Columna de Pablo Ortúzar: Cristianismo y ciudadanía excluyente
Hoy, con la resurrección de Cristo, celebramos una ciudadanía divina que es inclusiva en el sentido de que todos estamos llamados a ella, sin distinciones raciales, sexuales o sociales (Gálatas 3:28), pero que también es excluyente, ya que no todos los llamados podrán habitar el Reino de Dios. Muchos, al parecer, arderán en el infierno.
En el plano temporal, en tanto, la revelación cristiana ha impuesto límites a la exclusión social: hoy reconocemos que todos los seres humanos somos iguales en dignidad. También reconocemos que la autoridad política tiene límites: no puede disponer libremente en aquellos asuntos que sólo le competen a Dios. Es en consideración a ello que la brutalidad de los procedimientos y los castigos penales han retrocedido en el mundo.
La pregunta pendiente es respecto a las exclusiones legítimas que quedan en manos de la ciudad terrena. Este asunto, en el plano internacional o externo, es abordado en el debate respecto de la guerra justa. Agustín de Hipona es un autor para los tiempos que corren. Él consideraba que las guerras imperiales o de saqueo eran siempre injustas, pero que la guerra defensiva u orientada a restaurar la paz estaba justificada como último recurso. La agresión contra el agresor o contra quien quebranta la paz, una vez agotados otros recursos, es justa.
A nivel nacional o interno, los criterios planteados por Agustín son parecidos a los de la guerra justa, tal como refleja su política contra los donatistas y el terrorismo rural (circunceliones). Pasado el punto de la corrección fraterna, debe intervenir la espada. No es injusto usar la fuerza contra los abusadores y los quebrantadores de la paz, sino que es una obligación de las autoridades temporales, que deben proteger, en lo posible, la integridad de quienes peregrinan por este mundo. La fuerza pública, por cierto, debe usarse de manera suficiente a la neutralización del peligro y la capacidad de daño del agresor.
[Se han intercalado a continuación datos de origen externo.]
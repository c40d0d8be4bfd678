//! Engine configuration.

use std::path::Path;
use std::time::Duration;

use serde::{Deserialize, Serialize};

use crate::{EngineError, Result};

/// Bounds and pacing for a run.
///
/// Decoded from JSON with durations in milliseconds; missing fields take
/// their defaults:
///
/// ```json
/// { "max_rounds": 500, "max_duration_ms": 2000, "record_trace": true }
/// ```
#[derive(Debug, Clone, PartialEq, Eq, Serialize, Deserialize)]
#[serde(default, deny_unknown_fields)]
pub struct EngineConfig {
    /// Round budget for the sequential engines
    pub max_rounds: u64,

    /// Wall-clock budget for the concurrent engine
    #[serde(rename = "max_duration_ms", with = "millis")]
    pub max_duration: Duration,

    /// Longest the monitor waits between convergence checks when no
    /// bridge reports a change
    #[serde(rename = "poll_interval_ms", with = "millis")]
    pub poll_interval: Duration,

    /// Longest an idle worker waits before relaying again
    #[serde(rename = "idle_interval_ms", with = "millis")]
    pub idle_interval: Duration,

    /// How long workers get to exit after the stop signal before they are
    /// reported unresponsive
    #[serde(rename = "shutdown_grace_ms", with = "millis")]
    pub shutdown_grace: Duration,

    /// Runtime threads for the concurrent engine (default: available
    /// parallelism)
    pub worker_threads: Option<usize>,

    /// Record every route change (sequential engines only)
    pub record_trace: bool,
}

impl Default for EngineConfig {
    fn default() -> Self {
        Self {
            max_rounds: 10_000,
            max_duration: Duration::from_secs(30),
            poll_interval: Duration::from_millis(10),
            idle_interval: Duration::from_millis(5),
            shutdown_grace: Duration::from_secs(1),
            worker_threads: None,
            record_trace: false,
        }
    }
}

impl EngineConfig {
    /// Decode a JSON configuration.
    pub fn from_json(text: &str) -> Result<Self> {
        let config: Self = serde_json::from_str(text)?;
        config.validate()?;
        Ok(config)
    }

    /// Load a JSON configuration file.
    pub fn load(path: impl AsRef<Path>) -> Result<Self> {
        let text = std::fs::read_to_string(path)?;
        Self::from_json(&text)
    }

    /// Reject settings no run can work with.
    pub fn validate(&self) -> Result<()> {
        let zero = [
            ("poll_interval_ms", self.poll_interval),
            ("idle_interval_ms", self.idle_interval),
        ]
        .into_iter()
        .find(|(_, d)| d.is_zero());
        if let Some((name, _)) = zero {
            return Err(EngineError::InvalidConfig(format!("{name} must be non-zero")));
        }
        if self.worker_threads == Some(0) {
            return Err(EngineError::InvalidConfig("worker_threads must be non-zero".into()));
        }
        Ok(())
    }

    #[must_use]
    pub fn with_max_rounds(mut self, rounds: u64) -> Self {
        self.max_rounds = rounds;
        self
    }

    #[must_use]
    pub fn with_max_duration(mut self, duration: Duration) -> Self {
        self.max_duration = duration;
        self
    }

    #[must_use]
    pub fn with_poll_interval(mut self, interval: Duration) -> Self {
        self.poll_interval = interval;
        self
    }

    #[must_use]
    pub fn with_shutdown_grace(mut self, grace: Duration) -> Self {
        self.shutdown_grace = grace;
        self
    }

    #[must_use]
    pub fn with_worker_threads(mut self, threads: usize) -> Self {
        self.worker_threads = Some(threads);
        self
    }

    #[must_use]
    pub fn with_trace(mut self, record: bool) -> Self {
        self.record_trace = record;
        self
    }

    /// Runtime threads to start, never zero.
    pub(crate) fn runtime_threads(&self) -> usize {
        self.worker_threads
            .unwrap_or_else(|| std::thread::available_parallelism().map_or(1, |n| n.get()))
            .max(1)
    }
}

mod millis {
    use std::time::Duration;

    use serde::{Deserialize, Deserializer, Serializer};

    pub fn serialize<S: Serializer>(duration: &Duration, serializer: S) -> Result<S::Ok, S::Error> {
        serializer.serialize_u64(duration.as_millis().min(u64::MAX as u128) as u64)
    }

    pub fn deserialize<'de, D: Deserializer<'de>>(deserializer: D) -> Result<Duration, D::Error> {
        u64::deserialize(deserializer).map(Duration::from_millis)
    }
}

#[cfg(test)]
mod tests {
    use super::*;

    #[test]
    fn partial_json_keeps_defaults() {
        let config = EngineConfig::from_json(r#"{ "max_rounds": 7, "max_duration_ms": 250 }"#).unwrap();
        assert_eq!(config.max_rounds, 7);
        assert_eq!(config.max_duration, Duration::from_millis(250));
        assert_eq!(config.poll_interval, EngineConfig::default().poll_interval);
    }

    #[test]
    fn unknown_field_rejected() {
        assert!(matches!(
            EngineConfig::from_json(r#"{ "max_round": 7 }"#),
            Err(EngineError::Config(_))
        ));
    }

    #[test]
    fn zero_intervals_rejected() {
        assert!(matches!(
            EngineConfig::from_json(r#"{ "idle_interval_ms": 0 }"#),
            Err(EngineError::InvalidConfig(_))
        ));
        assert!(EngineConfig::default().with_worker_threads(0).validate().is_err());
    }

    #[test]
    fn serialises_back_to_millis() {
        let json = serde_json::to_value(EngineConfig::default().with_max_rounds(3)).unwrap();
        assert_eq!(json["max_rounds"], 3);
        assert_eq!(json["shutdown_grace_ms"], 1000);
    }

    #[test]
    fn load_from_file() {
        let dir = tempfile::tempdir().unwrap();
        let path = dir.path().join("engine.json");
        std::fs::write(&path, r#"{ "record_trace": true }"#).unwrap();
        assert!(EngineConfig::load(&path).unwrap().record_trace);
    }
}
Teniendo esto en mente, la idea de tratar como iguales en derechos ciudadanos a quienes han abrazado como profesión el crimen y la alteración de la paz parece un error. Tal como en una guerra se busca anular la peligrosidad del agresor, a quien se le reconocen derechos humanos pero no ciudadanos, en la política interior debe buscarse la neutralización del potencial de daño del enemigo interno. Sabiendo que todo derecho ciudadano que le sea otorgado será usado en contra de la propia ciudad y sus habitantes, el trato respecto a su persona debe ser estratégico (tal como el suyo con la ciudad) y no basado en un supuesto reconocimiento recíproco. Notificación presunta, penas efectivas y acumulativas, régimen penal sin visitas, reclusión lejos del domicilio, así como menos derechos procesales son ejemplos de técnicas de neutralización.
Una ciudadanía temporal que excluya a criminales de profesión y terroristas, en suma, no va contra la revelación cristiana. Es deber de la autoridad temporal resguardar la paz, usando la fuerza si es necesario (Romanos 10-13). Esto demanda distinguir entre un derecho penal del ciudadano, que norme y castigue al ciudadano leal que comete una infracción, y un derecho penal del enemigo, que administre al agente agresor cuyo objetivo persistente es dañar. Reconocer igual dignidad en ambos en tanto hijos de Dios limita la violencia que se puede ejercer contra el enemigo, pero no obliga a tratarlo igual que a un ciudadano infractor. Nadie pensaría tratar de esa forma a un combatiente enemigo capturado en una guerra.
El actual debate sobre seguridad interior en Chile enfrenta a una izquierda que teme que el ciudadano infractor sea tratado como enemigo público y una derecha que teme que el enemigo público se beneficie de las garantías que otorga ser tratado como ciudadano infractor. La única manera de resguardar a unos y anular a otros es definirlos y tratarlos de modo abiertamente distinto en la ley: establecer un punto luego del cual el criminal será administrado sólo con las garantías que tiene un combatiente enemigo. Esta distinción entre ciudadano infractor y delincuente, que el Presidente Boric -aunque errado- usó para defender sus indultos, es patente en la realidad y de pleno sentido común.